63. A method of treating a joint condition in a subject in need thereof, the method comprising injecting into an affected joint of the subject a therapeutically effective amount of a therapeutic composition comprising: one or more reactive oxygen species (ROS) scavengers and one or more therapeutic agents.

64. The method of claim 63, wherein the one or more ROS scavengers comprise a plurality of particles.

65. The method of claim 64, wherein the plurality of particles comprise poly dopamine (PDA) nanoparticles, cerium oxide particles, polyphenylene sulfide (PPS) particles, phenolic nanoparticles, or combinations thereof.

66. The method of claim 64 or claim 65, wherein the plurality of particles further comprises one or more antioxidants.

67. The method of any one of claims 64-66, wherein the plurality of particles encapsulate or incorporate the one or more therapeutic agents.

68. The method of any one of claims 63-67, wherein the one or more therapeutic agents are selected from an anti-interleukin antibody, a tyrosine kinase inhibitor, a complement inhibitor, a MAPK inhibitor, a JAK inhibitor, an interferon, an anti-VEGF agent, an anti- NGF agent, a senolytic, or combinations thereof.

69. The method of claim 68, wherein the anti-VEGF agent is selected from aflibercept, axitinib, bevacizumab, cabozantinib, lapatinib, lenvatinib, pazopanib, ponatinib, ramucirumab, ranibizumab, regorafenib, sorafenib, sunitinib, tivozanib, vandetanib, or combinations thereof.

70. The method of any one of claims 63-67, wherein the one or more therapeutic agents are selected from a nonsteroidal anti-inflammatory drug, a steroid, a disease-modifying antirheumatic drug, or combinations thereof.

71. The method of claim 70, wherein the nonsteroidal anti-inflammatory drug is selected from aspirin, diflunisal, salsalate, ibuprofen, flurobiprofen, dexibuprofen, oxaprozin, naproxen, loxoprofen, fenoprofen, pelubiprofen, ketoprofen, zaltoprofen, dexketoprofen, indomethacin, etodolac, aceclofenac, tolmetin, ketorolac, bromfenac, sulindac, diclofenac, nabumetone, piroxicam, droxicam, phenylbutazone, meloxicam, lornoxicam, tenoxicam, isoxicam, mefenamic acid, flufenamic acid, meclofenamic acid, tolfenamic acid, celocoxib, parecoxib, firocoxib, rofecoxib, lumiracoxib, valdecoxib, etoricoxib, nimesulide, clonixin, and licofelone.
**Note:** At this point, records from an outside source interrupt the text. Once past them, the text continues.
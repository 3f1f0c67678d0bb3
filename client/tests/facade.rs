use alloy_primitives::{Address, Bytes, U256};
use powers_client::{ClientError, ClientMetrics, PowersClient};
use powers_deploy::{ContractSpec, DependencySpec, DeploymentPlan, RunStatus};
use powers_governance::GovernanceError;
use powers_nullables::NullLedger;
use powers_types::{Action, CallData, ChainCapabilities, ChainId, Conditions, LawId, RoleId};
use std::sync::Arc;

const CHAIN: ChainId = ChainId::new(31337);
const ORG: Address = Address::repeat_byte(0xaa);
const ALICE: Address = Address::repeat_byte(0xa1);
const LAW: LawId = LawId::new(1);

fn client() -> (Arc<NullLedger>, PowersClient<NullLedger>, Arc<ClientMetrics>) {
    let ledger = Arc::new(NullLedger::at_block(500));
    ledger.set_organization(ORG, "Test DAO", Address::repeat_byte(0x77));
    ledger.adopt_law(ORG, LAW, Address::repeat_byte(0x01), Conditions::open(RoleId::from(1)));
    ledger.grant(ORG, ALICE, LAW);
    let metrics = Arc::new(ClientMetrics::new().unwrap());
    let client = PowersClient::new(ledger.clone(), ChainCapabilities::atomic(CHAIN))
        .with_metrics(metrics.clone());
    (ledger, client, metrics)
}

fn action(law: LawId) -> Action {
    Action::new(law, CallData::from_bytes(vec![0u8; 32]).unwrap(), U256::from(42))
}

#[tokio::test]
async fn organization_is_fetched_once() {
    let (ledger, client, _) = client();
    let org = client.organization(ORG).await.unwrap();
    assert_eq!(org.name, "Test DAO");
    assert!(org.law(LAW).is_some());
    client.organization(ORG).await.unwrap();
    assert_eq!(ledger.view_count("name"), 1);

    client.refresh_organization(ORG);
    client.organization(ORG).await.unwrap();
    assert_eq!(ledger.view_count("name"), 2);
}

#[tokio::test]
async fn checks_for_open_law_are_executable_and_cached() {
    let (_, client, metrics) = client();
    let action = action(LAW);
    let checks = client.checks_for(ORG, &action, ALICE).await.unwrap();
    assert!(checks.all_passed);
    assert_eq!(checks.action_id, client.hash_action(LAW, &action.call_data, action.nonce));

    let org = client.organization(ORG).await.unwrap();
    let cached = client.cached_checks(&org, &action, ALICE).unwrap();
    assert!(Arc::ptr_eq(&cached, &checks));
    client.invalidate_checks(&org, &action, ALICE);
    assert!(client.cached_checks(&org, &action, ALICE).is_none());

    assert_eq!(metrics.evaluations.get(), 1);
    assert_eq!(metrics.executable.get(), 1);
}

#[tokio::test]
async fn unknown_law_is_reported() {
    let (_, client, metrics) = client();
    let err = client
        .checks_for(ORG, &action(LawId::new(9)), ALICE)
        .await
        .unwrap_err();
    assert!(matches!(
        err,
        ClientError::Governance(GovernanceError::LawNotFound(law)) if law == LawId::new(9)
    ));
    assert_eq!(metrics.evaluations.get(), 0);
}

#[tokio::test]
async fn denied_account_counts_as_committed_evaluation() {
    let (_, client, metrics) = client();
    let checks = client
        .checks_for(ORG, &action(LAW), Address::repeat_byte(0xbb))
        .await
        .unwrap();
    assert!(!checks.all_passed);
    assert_eq!(metrics.evaluations.get(), 1);
    assert_eq!(metrics.executable.get(), 0);
}

#[tokio::test]
async fn deploy_records_outcome() {
    let (ledger, client, metrics) = client();
    let plan = DeploymentPlan {
        primary: ContractSpec {
            name: "Powers".into(),
            bytecode: Bytes::from(vec![0x60]),
            constructor_args: Vec::new(),
        },
        dependencies: vec![DependencySpec {
            contract: ContractSpec {
                name: "Token".into(),
                bytecode: Bytes::from(vec![0x61]),
                constructor_args: Vec::new(),
            },
            transfer_ownership: true,
        }],
        initialize: None,
    };
    let outcome = client.deploy(plan).await.unwrap();
    assert_eq!(
        outcome.progress.status,
        RunStatus::Completed {
            organization: outcome.organization
        }
    );
    assert_eq!(ledger.owner_of(outcome.dependencies[0].1), Some(outcome.organization));

    assert_eq!(metrics.deployments_started.get(), 1);
    assert_eq!(metrics.deployments_completed.get(), 1);
    assert_eq!(
        metrics.deployment_steps.with_label_values(&["success"]).get(),
        3
    );
}

#[tokio::test]
async fn failed_deploy_is_counted() {
    let (ledger, client, metrics) = client();
    ledger.fail_submit("Powers");
    let plan = DeploymentPlan {
        primary: ContractSpec {
            name: "Powers".into(),
            bytecode: Bytes::from(vec![0x60]),
            constructor_args: Vec::new(),
        },
        dependencies: Vec::new(),
        initialize: None,
    };
    let handle = client.run_deployment(plan);
    let err = client.finish_deployment(handle).await.unwrap_err();
    assert!(matches!(err, ClientError::Deploy(_)));
    assert_eq!(metrics.deployments_failed.get(), 1);
    assert_eq!(metrics.deployment_steps.with_label_values(&["error"]).get(), 1);
}
//! Prometheus metrics for readiness checks and deployments.
//!
//! [`ClientMetrics`] owns a dedicated [`Registry`]; [`ClientMetrics::encode`]
//! renders it in the Prometheus text exposition format.

use powers_deploy::{DeploymentProgress, RunStatus, StepStatus};
use powers_governance::{Checks, GovernanceError};
use prometheus::{
    register_histogram_with_registry, register_int_counter_vec_with_registry,
    register_int_counter_with_registry, Encoder, Histogram, HistogramOpts, IntCounter,
    IntCounterVec, Opts, Registry, TextEncoder,
};
use std::sync::Arc;
use std::time::Duration;

use crate::ClientError;

pub struct ClientMetrics {
    pub registry: Registry,

    // ── Checks ──────────────────────────────────────────────────────────
    /// Evaluations that produced a committed snapshot.
    pub evaluations: IntCounter,
    /// Committed snapshots with `all_passed`.
    pub executable: IntCounter,
    /// Evaluations that failed before producing a snapshot.
    pub evaluation_failures: IntCounter,
    /// Evaluations overtaken by a newer one for the same key.
    pub superseded: IntCounter,
    pub evaluation_latency_ms: Histogram,

    // ── Deployments ─────────────────────────────────────────────────────
    pub deployments_started: IntCounter,
    pub deployments_completed: IntCounter,
    pub deployments_failed: IntCounter,
    /// Final step outcomes, labelled by `status`.
    pub deployment_steps: IntCounterVec,
}

impl ClientMetrics {
    pub fn new() -> Result<Self, ClientError> {
        let registry = Registry::new();

        let evaluations = register_int_counter_with_registry!(
            Opts::new("powers_checks_evaluations_total", "Committed readiness evaluations"),
            registry
        )?;
        let executable = register_int_counter_with_registry!(
            Opts::new(
                "powers_checks_executable_total",
                "Committed evaluations where every gating check passed"
            ),
            registry
        )?;
        let evaluation_failures = register_int_counter_with_registry!(
            Opts::new(
                "powers_checks_failures_total",
                "Evaluations that failed before producing checks"
            ),
            registry
        )?;
        let superseded = register_int_counter_with_registry!(
            Opts::new(
                "powers_checks_superseded_total",
                "Evaluations discarded because a newer one started"
            ),
            registry
        )?;
        // 1 ms to ~16 s
        let evaluation_latency_ms = register_histogram_with_registry!(
            HistogramOpts::new(
                "powers_checks_latency_ms",
                "Readiness evaluation latency in milliseconds"
            )
            .buckets(prometheus::exponential_buckets(1.0, 2.0, 15)?),
            registry
        )?;

        let deployments_started = register_int_counter_with_registry!(
            Opts::new("powers_deployments_started_total", "Deployment runs started"),
            registry
        )?;
        let deployments_completed = register_int_counter_with_registry!(
            Opts::new("powers_deployments_completed_total", "Deployment runs completed"),
            registry
        )?;
        let deployments_failed = register_int_counter_with_registry!(
            Opts::new("powers_deployments_failed_total", "Deployment runs that failed"),
            registry
        )?;
        let deployment_steps = register_int_counter_vec_with_registry!(
            Opts::new("powers_deployment_steps_total", "Deployment step outcomes"),
            &["status"],
            registry
        )?;

        Ok(Self {
            registry,
            evaluations,
            executable,
            evaluation_failures,
            superseded,
            evaluation_latency_ms,
            deployments_started,
            deployments_completed,
            deployments_failed,
            deployment_steps,
        })
    }

    pub fn record_evaluation(
        &self,
        result: &Result<Arc<Checks>, GovernanceError>,
        elapsed: Duration,
    ) {
        self.evaluation_latency_ms
            .observe(elapsed.as_secs_f64() * 1000.0);
        match result {
            Ok(checks) => {
                self.evaluations.inc();
                if checks.all_passed {
                    self.executable.inc();
                }
            }
            Err(GovernanceError::Superseded(_)) => self.superseded.inc(),
            Err(_) => self.evaluation_failures.inc(),
        }
    }

    /// Count a finished run from its final snapshot.
    pub fn record_deployment(&self, progress: &DeploymentProgress) {
        match progress.status {
            RunStatus::Running => return,
            RunStatus::Completed { .. } => self.deployments_completed.inc(),
            RunStatus::Failed { .. } => self.deployments_failed.inc(),
        }
        for step in &progress.steps {
            let status = match step.status {
                StepStatus::Idle => "idle",
                StepStatus::Pending => "pending",
                StepStatus::Success => "success",
                StepStatus::Error => "error",
            };
            self.deployment_steps.with_label_values(&[status]).inc();
        }
    }

    /// Text exposition of every registered metric.
    pub fn encode(&self) -> Result<String, ClientError> {
        let mut buf = Vec::new();
        TextEncoder::new().encode(&self.registry.gather(), &mut buf)?;
        String::from_utf8(buf).map_err(|e| ClientError::Config(e.to_string()))
    }
}

#[cfg(test)]
mod tests {
    use super::*;
    use powers_types::{ActionId, U256};

    #[test]
    fn evaluation_outcomes_land_in_separate_counters() {
        let metrics = ClientMetrics::new().unwrap();
        let id = ActionId::new(U256::from(1));
        metrics.record_evaluation(&Err(GovernanceError::Superseded(id)), Duration::from_millis(3));
        metrics.record_evaluation(
            &Err(GovernanceError::AuthorizationDenied),
            Duration::from_millis(3),
        );
        assert_eq!(metrics.superseded.get(), 1);
        assert_eq!(metrics.evaluation_failures.get(), 1);
        assert_eq!(metrics.evaluations.get(), 0);
        assert_eq!(metrics.evaluation_latency_ms.get_sample_count(), 2);
    }

    #[test]
    fn exposition_names_every_family() {
        let metrics = ClientMetrics::new().unwrap();
        metrics.deployments_started.inc();
        metrics.deployment_steps.with_label_values(&["success"]).inc();
        let text = metrics.encode().unwrap();
        assert!(text.contains("powers_deployments_started_total 1"));
        assert!(text.contains("powers_deployment_steps_total{status=\"success\"} 1"));
    }
}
72. The method of claim 70, wherein the steroid is selected from beclomethasone, betamethasone, budesonide, cortisone, dexamethasone, hydrocortisone, methylprednisolone, prednisolone, prednisone, and triamcinolone.

73. The method of claim 70, wherein the disease-modifying antirheumatic drug is selected from abatacept, adalimumab, anakinra, apremilast, azathioprine, baricitinib, certolizumab pegol, chloroquine, ciclosporin, D-penicillamine, etanercept, filgotinib, golimumab, sodium aurothiomalate, auranofin, hydroxychloroquine, infliximab, leflunomide, methotrexate, minocycline, rituximab, sarilumab, secukinumab, sulfasalazine, tocilizumab, tofacitinib, and ustekinumab.

74. The method of any one of claims 63-73, wherein the subject is a human.

75. The method of any one of claims 63-73, wherein the subject is a non-human primate, bovine, equine, porcine, canine, or feline.

76. The method of any one of claims 63-75, wherein the affected joint comprises a knee, a shoulder, a sacroiliac joint, a coxof emoral joint, an ankle, an elbow, an intervertebral disc, an interphalangeal joint, or a wrist.